Sabemos que é assim que se dá a produção do espaço no modo de produção capitalista. Não por acaso, discutimos anteriormente sobre como a busca pelo crescimento econômico do país orientou as políticas de desenvolvimento regional e urbano no Brasil. No caso da produção da cidade, não seria diferente. É fato que a atuação do Estado, em suas diversas instâncias, ocorre dialeticamente, ou seja, agindo para atenuar os problemas sociais e,

ao mesmo tempo, reproduzindo-os, visto que também atende aos interesses de acumulação e reprodução do capital. Singer (1982) mostra que o Estado, que é responsável pelo fornecimento de boa parte dos serviços urbanos, essenciais tantos às empresas quanto aos moradores, exerce importante papel na determinação das demandas pelo uso de cada área específica do solo urbano e, portanto, do seu preço. E sempre que o poder público dota uma zona da cidade de serviços públicos, ele atrai demandas específicas de empresas e moradores para essa área que, até então, não se dirigiam para ela e que possam pagar um valor maior adquirido pelo solo com a implantação dos serviços.

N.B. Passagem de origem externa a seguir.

//! High-score persistence over a small byte-addressed store.

use std::fs;
use std::path::{Path, PathBuf};

use tracing::{debug, info, warn};

use crate::error::{RecordError, StoreError, StoreResult};

/// Byte-addressed persistent memory with an explicit commit.
pub trait ByteStore {
    fn len(&self) -> usize;

    fn is_empty(&self) -> bool {
        self.len() == 0
    }

    fn read(&self, addr: usize) -> StoreResult<u8>;

    fn write(&mut self, addr: usize, value: u8) -> StoreResult<()>;

    /// Make every write since the last commit durable.
    fn commit(&mut self) -> StoreResult<()>;
}

fn check_range(addr: usize, len: usize) -> StoreResult<()> {
    if addr < len {
        Ok(())
    } else {
        Err(StoreError::OutOfRange { addr, len })
    }
}

// ── In-memory store ──────────────────────────────────────────────────────────

#[derive(Clone, Debug, Default, PartialEq, Eq)]
pub struct MemoryStore {
    bytes: Vec<u8>,
    commits: usize,
}

impl MemoryStore {
    /// Fresh store, filled with `0xFF` like erased flash.
    pub fn new(size: usize) -> Self {
        Self {
            bytes: vec![0xFF; size],
            commits: 0,
        }
    }

    pub fn from_bytes(bytes: Vec<u8>) -> Self {
        Self { bytes, commits: 0 }
    }

    pub fn bytes(&self) -> &[u8] {
        &self.bytes
    }

    pub fn commits(&self) -> usize {
        self.commits
    }
}

impl ByteStore for MemoryStore {
    fn len(&self) -> usize {
        self.bytes.len()
    }

    fn read(&self, addr: usize) -> StoreResult<u8> {
        check_range(addr, self.bytes.len())?;
        Ok(self.bytes[addr])
    }

    fn write(&mut self, addr: usize, value: u8) -> StoreResult<()> {
        check_range(addr, self.bytes.len())?;
        self.bytes[addr] = value;
        Ok(())
    }

    fn commit(&mut self) -> StoreResult<()> {
        self.commits += 1;
        Ok(())
    }
}

// ── File-backed store ────────────────────────────────────────────────────────

/// Mirrors a fixed-size file in memory; `commit` rewrites the whole file.
#[derive(Debug)]
pub struct FileStore {
    path: PathBuf,
    bytes: Vec<u8>,
}

impl FileStore {
    /// Open `path`, or start blank when it does not exist yet. A file of the
    /// wrong length is truncated or padded to `size`.
    pub fn open(path: impl AsRef<Path>, size: usize) -> StoreResult<Self> {
        let path = path.as_ref().to_path_buf();
        let mut bytes = match fs::read(&path) {
            Ok(bytes) => bytes,
            Err(e) if e.kind() == std::io::ErrorKind::NotFound => {
                debug!(path = %path.display(), "score file missing, starting blank");
                Vec::new()
            }
            Err(e) => return Err(e.into()),
        };
        bytes.resize(size, 0xFF);
        Ok(Self { path, bytes })
    }

    pub fn path(&self) -> &Path {
        &self.path
    }
}

impl ByteStore for FileStore {
    fn len(&self) -> usize {
        self.bytes.len()
    }

    fn read(&self, addr: usize) -> StoreResult<u8> {
        check_range(addr, self.bytes.len())?;
        Ok(self.bytes[addr])
    }

    fn write(&mut self, addr: usize, value: u8) -> StoreResult<()> {
        check_range(addr, self.bytes.len())?;
        self.bytes[addr] = value;
        Ok(())
    }

    fn commit(&mut self) -> StoreResult<()> {
        fs::write(&self.path, &self.bytes)?;
        Ok(())
    }
}

// ── Score record ─────────────────────────────────────────────────────────────

pub const RECORD_MAGIC: u8 = 0xA5;
pub const RECORD_VERSION: u8 = 1;
pub const RECORD_LEN: usize = 4;

/// Decode a `[magic, version, lo, hi]` record.
pub fn decode_record(bytes: [u8; RECORD_LEN]) -> Result<u16, RecordError> {
    let [magic, version, lo, hi] = bytes;
    if magic != RECORD_MAGIC {
        return Err(RecordError::BadMagic { found: magic });
    }
    if version != RECORD_VERSION {
        return Err(RecordError::UnsupportedVersion { found: version });
    }
    Ok(u16::from_le_bytes([lo, hi]))
}

pub fn encode_record(score: u16) -> [u8; RECORD_LEN] {
    let [lo, hi] = score.to_le_bytes();
    [RECORD_MAGIC, RECORD_VERSION, lo, hi]
}

/// One game's high score, kept at a fixed base address.
#[derive(Debug)]
pub struct ScoreStore<S> {
    store: S,
    base: usize,
    high: u16,
}

impl<S: ByteStore> ScoreStore<S> {
    /// Wrap `store` and load the current high score from `base`.
    pub fn new(store: S, base: usize) -> Self {
        let mut adapter = Self {
            store,
            base,
            high: 0,
        };
        adapter.high = adapter.load();
        adapter
    }

    /// Read the record. Anything unreadable or unrecognised counts as 0.
    pub fn load(&self) -> u16 {
        let mut bytes = [0u8; RECORD_LEN];
        for (offset, byte) in bytes.iter_mut().enumerate() {
            match self.store.read(self.base + offset) {
                Ok(value) => *byte = value,
                Err(e) => {
                    warn!(base = self.base, error = %e, "high score unreadable");
                    return 0;
                }
            }
        }
        match decode_record(bytes) {
            Ok(score) => score,
            // An erased store is the normal first-run state.
            Err(RecordError::BadMagic { found: 0xFF }) => 0,
            Err(e) => {
                warn!(base = self.base, error = %e, "ignoring high score record");
                0
            }
        }
    }

    /// Persist `score` if it beats the current high score. Returns whether
    /// a new record was written.
    pub fn save(&mut self, score: u32) -> StoreResult<bool> {
        let score = u16::try_from(score).unwrap_or(u16::MAX);
        if score <= self.high {
            return Ok(false);
        }
        for (offset, byte) in encode_record(score).into_iter().enumerate() {
            self.store.write(self.base + offset, byte)?;
        }
        self.store.commit()?;
        info!(base = self.base, score, previous = self.high, "new high score");
        self.high = score;
        Ok(true)
    }

    pub fn high(&self) -> u16 {
        self.high
    }

    pub fn store(&self) -> &S {
        &self.store
    }

    pub fn into_inner(self) -> S {
        self.store
    }
}
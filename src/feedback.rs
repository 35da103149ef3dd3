//! Fire-and-forget haptic cues.
//!
//! Games name *what* happened; the actuator driver decides how to play the
//! pattern. Nothing here waits on the motor.

/// Gameplay events that warrant a buzz.
#[derive(Clone, Copy, Debug, PartialEq, Eq)]
pub enum Cue {
    Shot,
    Hit,
    PlayerHit,
    /// Long buzz when a shooter round ends.
    GameOver,
    /// Shorter buzz when a flyer crashes.
    Crash,
    LevelComplete,
}

/// Alternating on/off durations in milliseconds, starting with "on".
#[derive(Clone, Copy, Debug, PartialEq, Eq)]
pub struct PulsePattern(pub &'static [u16]);

impl PulsePattern {
    pub fn total_ms(&self) -> u32 {
        self.0.iter().map(|&step| u32::from(step)).sum()
    }

    /// `(on, duration_ms)` steps.
    pub fn steps(&self) -> impl Iterator<Item = (bool, u16)> + '_ {
        self.0
            .iter()
            .enumerate()
            .map(|(i, &ms)| (i % 2 == 0, ms))
    }
}

impl Cue {
    pub const fn pattern(self) -> PulsePattern {
        match self {
            Cue::Shot => PulsePattern(&[50]),
            Cue::Hit => PulsePattern(&[30]),
            Cue::PlayerHit => PulsePattern(&[200]),
            Cue::GameOver => PulsePattern(&[500]),
            Cue::Crash => PulsePattern(&[200]),
            Cue::LevelComplete => PulsePattern(&[100, 100, 100]),
        }
    }
}

/// The vibration actuator capability.
pub trait Haptic {
    /// Queue a pattern and return immediately.
    fn request(&mut self, cue: Cue, pattern: PulsePattern);
}

#[derive(Debug, Default)]
pub struct NullHaptic;

impl Haptic for NullHaptic {
    fn request(&mut self, _cue: Cue, _pattern: PulsePattern) {}
}

/// Keeps every request; handy in tests and for a log-only frontend.
#[derive(Debug, Default)]
pub struct RecordingHaptic {
    pub cues: Vec<Cue>,
}

impl Haptic for RecordingHaptic {
    fn request(&mut self, cue: Cue, _pattern: PulsePattern) {
        self.cues.push(cue);
    }
}
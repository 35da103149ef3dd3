//! Fixed-shooter: a marching alien fleet, three shields and a cannon.

use rand::rngs::StdRng;
use rand::{Rng, SeedableRng};

use crate::collision::{resolve, strike_first, Outcome, Rect};
use crate::compute::{step_projectile, Formation, FormationStep};
use crate::engine::{Game, TickContext};
use crate::entities::{Actor, ActorKind, Point, Vec2};
use crate::feedback::Cue;
use crate::pool::Pool;
use crate::render::{Scene, SceneLayout, Sprite};
use crate::surface::{Bitmap, Color};

use super::LEVEL_PAUSE_MS;

pub const TITLE: &str = "SPACE INVADERS";

pub const PLAYER_SPEED: i32 = 2;
pub const BULLET_SPEED: i32 = 3;
pub const ALIEN_ROWS: usize = 3;
pub const ALIEN_COLS: usize = 6;
pub const ALIEN_SPACING: i32 = 12;
pub const ALIEN_DROP: i32 = 8;
/// Gap kept between the fleet and the side walls.
pub const EDGE_MARGIN: i32 = 2;
pub const START_LIVES: u8 = 3;
pub const SHIELD_HEALTH: u8 = 3;

pub const FORMATION_STEP_MS: u64 = 500;
pub const SHOT_DEBOUNCE_MS: u64 = 200;
pub const ALIEN_SHOT_COOLDOWN_MS: u64 = 800;
/// Percent chance of an alien shot on each formation step.
pub const ALIEN_SHOT_CHANCE: u32 = 30;

const ALIEN_COUNT: usize = ALIEN_ROWS * ALIEN_COLS;
const SHIELD_COUNT: usize = 3;
const PLAYER_BULLETS: usize = 3;
const ALIEN_BULLETS: usize = 2;

// Scene slots, back to front.
const SLOT_PLAYER: usize = 0;
const SLOT_SHIELDS: usize = 1;
const SLOT_ALIENS: usize = SLOT_SHIELDS + SHIELD_COUNT;
const SLOT_BULLETS: usize = SLOT_ALIENS + ALIEN_COUNT;
const SLOT_ALIEN_BULLETS: usize = SLOT_BULLETS + PLAYER_BULLETS;
const SLOT_SCORE: usize = SLOT_ALIEN_BULLETS + ALIEN_BULLETS;
const SLOT_LIVES: usize = SLOT_SCORE + 1;
const SLOT_BANNER: usize = SLOT_LIVES + 1;
const SLOT_COUNT: usize = SLOT_BANNER + 1;

static PLAYER_BITMAP: Bitmap = Bitmap {
    width: 11,
    height: 8,
    data: &[
        0b0000_1000, 0b0000_0000,
        0b0001_1100, 0b0000_0000,
        0b0011_1110, 0b0000_0000,
        0b0111_1111, 0b0000_0000,
        0b1111_1111, 0b1000_0000,
        0b1111_1111, 0b1000_0000,
        0b1111_1111, 0b1000_0000,
        0b1111_1111, 0b1000_0000,
    ],
};

static ALIEN_BITMAP: Bitmap = Bitmap {
    width: 8,
    height: 8,
    data: &[
        0b0001_1000,
        0b0011_1100,
        0b0111_1110,
        0b1101_1011,
        0b1111_1111,
        0b0010_0100,
        0b0101_1010,
        0b1000_0001,
    ],
};

/// Shield colour by remaining health.
pub fn shield_color(health: u8) -> Option<Color> {
    match health {
        0 => None,
        1 => Some(Color::RED),
        2 => Some(Color::YELLOW),
        _ => Some(Color::GREEN),
    }
}

pub struct Invaders {
    width: i32,
    height: i32,
    rng: StdRng,
    player: Actor,
    bullets: Pool<PLAYER_BULLETS>,
    alien_bullets: Pool<ALIEN_BULLETS>,
    aliens: Pool<ALIEN_COUNT>,
    shields: Pool<SHIELD_COUNT>,
    formation: Formation,
    score: u32,
    lives: u8,
    round_over: bool,
    wave_cleared: bool,
    last_step_ms: Option<u64>,
    last_shot_ms: Option<u64>,
    last_alien_shot_ms: Option<u64>,
}

impl Invaders {
    pub fn new(seed: u64, width: i32, height: i32) -> Self {
        let mut game = Self {
            width,
            height,
            rng: StdRng::seed_from_u64(seed),
            player: Actor::new(ActorKind::PlayerShip, Point::default(), Vec2::ZERO),
            bullets: Pool::new(ActorKind::PlayerBullet),
            alien_bullets: Pool::new(ActorKind::AlienBullet),
            aliens: Pool::new(ActorKind::Alien),
            shields: Pool::new(ActorKind::Shield),
            formation: Formation::default(),
            score: 0,
            lives: START_LIVES,
            round_over: false,
            wave_cleared: false,
            last_step_ms: None,
            last_shot_ms: None,
            last_alien_shot_ms: None,
        };
        game.init();
        game
    }

    /// Top edge of the cannon.
    pub fn player_y(&self) -> i32 {
        self.height - ActorKind::PlayerShip.size().h - 10
    }

    fn reset_wave(&mut self) {
        for row in 0..ALIEN_ROWS {
            for col in 0..ALIEN_COLS {
                let pos = Point::new(
                    10 + col as i32 * ALIEN_SPACING,
                    15 + row as i32 * ALIEN_SPACING,
                );
                self.aliens
                    .place(row * ALIEN_COLS + col, Actor::new(ActorKind::Alien, pos, Vec2::ZERO));
            }
        }
        let shield_w = ActorKind::Shield.size().w;
        let spacing = (self.width - 40) / (SHIELD_COUNT as i32 - 1);
        for i in 0..SHIELD_COUNT {
            let centre = 20 + i as i32 * spacing;
            let pos = Point::new(centre - shield_w / 2, self.height - 30);
            self.shields.place(
                i,
                Actor::new(ActorKind::Shield, pos, Vec2::ZERO).with_health(SHIELD_HEALTH),
            );
        }
        self.bullets.clear();
        self.alien_bullets.clear();
        self.formation = Formation::default();
        self.last_step_ms = None;
        self.wave_cleared = false;
    }

    fn move_player(&mut self, ctx: &TickContext) {
        let max_x = self.width - ActorKind::PlayerShip.size().w;
        if ctx.controls.left {
            self.player.pos.x = (self.player.pos.x - PLAYER_SPEED).max(0);
        }
        if ctx.controls.right {
            self.player.pos.x = (self.player.pos.x + PLAYER_SPEED).min(max_x);
        }
    }

    fn fire(&mut self, ctx: &mut TickContext) {
        let ready = self
            .last_shot_ms
            .map_or(true, |last| ctx.now_ms.saturating_sub(last) > SHOT_DEBOUNCE_MS);
        if !ctx.controls.pressed || !ready {
            return;
        }
        let ship_w = ActorKind::PlayerShip.size().w;
        let bullet_w = ActorKind::PlayerBullet.size().w;
        let pos = Point::new(self.player.pos.x + ship_w / 2 - bullet_w / 2, self.player.pos.y);
        let bullet = Actor::new(ActorKind::PlayerBullet, pos, Vec2::new(0, -BULLET_SPEED));
        if self.bullets.spawn(bullet).is_some() {
            self.last_shot_ms = Some(ctx.now_ms);
            ctx.cue(Cue::Shot);
        }
    }

    fn playfield(&self) -> Rect {
        Rect::new(0, 0, self.width, self.height)
    }

    fn update_player_bullets(&mut self, ctx: &mut TickContext) {
        let field = self.playfield();
        for i in 0..PLAYER_BULLETS {
            let Some(bullet) = self.bullets.get_mut(i) else {
                continue;
            };
            if !step_projectile(bullet, &field) {
                continue;
            }
            let outcome = match strike_first(bullet, self.aliens.slots_mut(), &mut self.score) {
                Some(outcome) => Some(outcome),
                None => strike_first(bullet, self.shields.slots_mut(), &mut self.score),
            };
            if let Some(Outcome::Scored(_)) = outcome {
                ctx.cue(Cue::Hit);
            }
        }
    }

    fn update_alien_bullets(&mut self, ctx: &mut TickContext) {
        let field = self.playfield();
        for i in 0..ALIEN_BULLETS {
            let Some(bullet) = self.alien_bullets.get_mut(i) else {
                continue;
            };
            if !step_projectile(bullet, &field) {
                continue;
            }
            let outcome = if bullet.bounds().overlaps(&self.player.bounds()) {
                Some(resolve(bullet, &mut self.player, &mut self.score))
            } else {
                strike_first(bullet, self.shields.slots_mut(), &mut self.score)
            };
            if outcome == Some(Outcome::LifeLost) {
                self.lose_life(ctx);
            }
        }
    }

    fn lose_life(&mut self, ctx: &mut TickContext) {
        self.lives = self.lives.saturating_sub(1);
        ctx.cue(Cue::PlayerHit);
        if self.lives == 0 {
            self.end_round(ctx);
        }
    }

    fn end_round(&mut self, ctx: &mut TickContext) {
        if !self.round_over {
            self.round_over = true;
            ctx.cue(Cue::GameOver);
        }
    }

    fn march(&mut self, ctx: &mut TickContext) {
        let last = *self.last_step_ms.get_or_insert(ctx.now_ms);
        if ctx.now_ms.saturating_sub(last) <= FORMATION_STEP_MS {
            return;
        }
        self.last_step_ms = Some(ctx.now_ms);

        let player_y = self.player_y();
        let step = self.formation.step(
            self.aliens.slots_mut(),
            EDGE_MARGIN,
            self.width - EDGE_MARGIN,
            ALIEN_DROP,
            player_y,
        );
        if step == FormationStep::ReachedFloor {
            self.end_round(ctx);
            return;
        }

        let cooled = self.last_alien_shot_ms.map_or(true, |last| {
            ctx.now_ms.saturating_sub(last) > ALIEN_SHOT_COOLDOWN_MS
        });
        if self.rng.gen_range(0..100) < ALIEN_SHOT_CHANCE && cooled {
            self.alien_fire();
            self.last_alien_shot_ms = Some(ctx.now_ms);
        }
    }

    fn alien_fire(&mut self) {
        let alive: Vec<usize> = self.aliens.iter_active().map(|(i, _)| i).collect();
        if alive.is_empty() {
            return;
        }
        let shooter = alive[self.rng.gen_range(0..alive.len())];
        let Some(alien) = self.aliens.get(shooter) else {
            return;
        };
        let alien_size = ActorKind::Alien.size();
        let bullet_w = ActorKind::AlienBullet.size().w;
        let pos = Point::new(
            alien.pos.x + alien_size.w / 2 - bullet_w / 2,
            alien.pos.y + alien_size.h,
        );
        self.alien_bullets
            .spawn(Actor::new(ActorKind::AlienBullet, pos, Vec2::new(0, BULLET_SPEED)));
    }

    // ── Inspection ───────────────────────────────────────────────────────────

    pub fn lives(&self) -> u8 {
        self.lives
    }

    pub fn player(&self) -> &Actor {
        &self.player
    }

    pub fn player_mut(&mut self) -> &mut Actor {
        &mut self.player
    }

    pub fn aliens(&self) -> &Pool<ALIEN_COUNT> {
        &self.aliens
    }

    pub fn aliens_mut(&mut self) -> &mut Pool<ALIEN_COUNT> {
        &mut self.aliens
    }

    pub fn shields(&self) -> &Pool<SHIELD_COUNT> {
        &self.shields
    }

    pub fn bullets(&self) -> &Pool<PLAYER_BULLETS> {
        &self.bullets
    }

    pub fn bullets_mut(&mut self) -> &mut Pool<PLAYER_BULLETS> {
        &mut self.bullets
    }

    pub fn alien_bullets_mut(&mut self) -> &mut Pool<ALIEN_BULLETS> {
        &mut self.alien_bullets
    }

    pub fn formation(&self) -> &Formation {
        &self.formation
    }

    pub fn is_wave_cleared(&self) -> bool {
        self.wave_cleared
    }
}

impl Game for Invaders {
    fn title(&self) -> &'static str {
        TITLE
    }

    fn scene_layout(&self) -> SceneLayout {
        SceneLayout {
            sprite_slots: SLOT_COUNT,
            grid: None,
        }
    }

    fn init(&mut self) {
        let ship_w = ActorKind::PlayerShip.size().w;
        self.player = Actor::new(
            ActorKind::PlayerShip,
            Point::new((self.width - ship_w) / 2, self.player_y()),
            Vec2::ZERO,
        );
        self.reset_wave();
        self.score = 0;
        self.lives = START_LIVES;
        self.round_over = false;
        self.last_shot_ms = None;
        self.last_alien_shot_ms = None;
    }

    fn on_update_tick(&mut self, ctx: &mut TickContext) {
        if self.round_over {
            return;
        }
        if self.wave_cleared {
            // The pause is over; score and lives carry into the next wave.
            self.reset_wave();
            return;
        }

        self.move_player(ctx);
        self.fire(ctx);
        self.update_player_bullets(ctx);
        self.update_alien_bullets(ctx);
        if self.round_over {
            return;
        }
        self.march(ctx);
        if self.round_over {
            return;
        }

        if !self.aliens.any_active() {
            self.wave_cleared = true;
            ctx.cue(Cue::LevelComplete);
            ctx.hold(LEVEL_PAUSE_MS);
        }
    }

    fn on_render_tick(&self, scene: &mut Scene) {
        let p = self.player.pos;
        scene.set(SLOT_PLAYER, Sprite::bitmap(p.x, p.y, &PLAYER_BITMAP, Color::GREEN));

        for (i, shield) in self.shields.iter_active() {
            if let Some(color) = shield_color(shield.health) {
                scene.set(SLOT_SHIELDS + i, Sprite::fill(shield.bounds(), color));
            }
        }
        for (i, alien) in self.aliens.iter_active() {
            scene.set(
                SLOT_ALIENS + i,
                Sprite::bitmap(alien.pos.x, alien.pos.y, &ALIEN_BITMAP, Color::WHITE),
            );
        }
        for (i, bullet) in self.bullets.iter_active() {
            scene.set(SLOT_BULLETS + i, Sprite::fill(bullet.bounds(), Color::GREEN));
        }
        for (i, bullet) in self.alien_bullets.iter_active() {
            scene.set(SLOT_ALIEN_BULLETS + i, Sprite::fill(bullet.bounds(), Color::RED));
        }

        scene.set(
            SLOT_SCORE,
            Sprite::text(0, 0, format!("Score:{}", self.score), Color::WHITE, 1),
        );
        scene.set(
            SLOT_LIVES,
            Sprite::text(self.width - 40, 0, format!("Lives:{}", self.lives), Color::WHITE, 1),
        );
        if self.wave_cleared {
            scene.set(
                SLOT_BANNER,
                Sprite::text(20, 55, "LEVEL COMPLETE!", Color::GREEN, 1),
            );
        }
    }

    fn is_round_over(&self) -> bool {
        self.round_over
    }

    fn score(&self) -> u32 {
        self.score
    }
}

Ao analisar as implicações do acelerado processo de urbanização, da explosão demográfica e da terceirização, nas cidades brasileiras, na segunda metade do Século XX, Santos (1993, p. 09) alerta para os problemas oriundos do “modelo geográfico de crescimento espraiado”, adotado não só pelas grandes cidades, mas também pelas cidades intermediárias e locais. Esse modelo, segundo o autor supracitado, é causa e é efeito da especulação favorecida pela atuação do Estado descrita por Singer (1982). Assim, como nas demais cidades brasileiras, em Patos também se adota esse mesmo modelo geográfico de crescimento.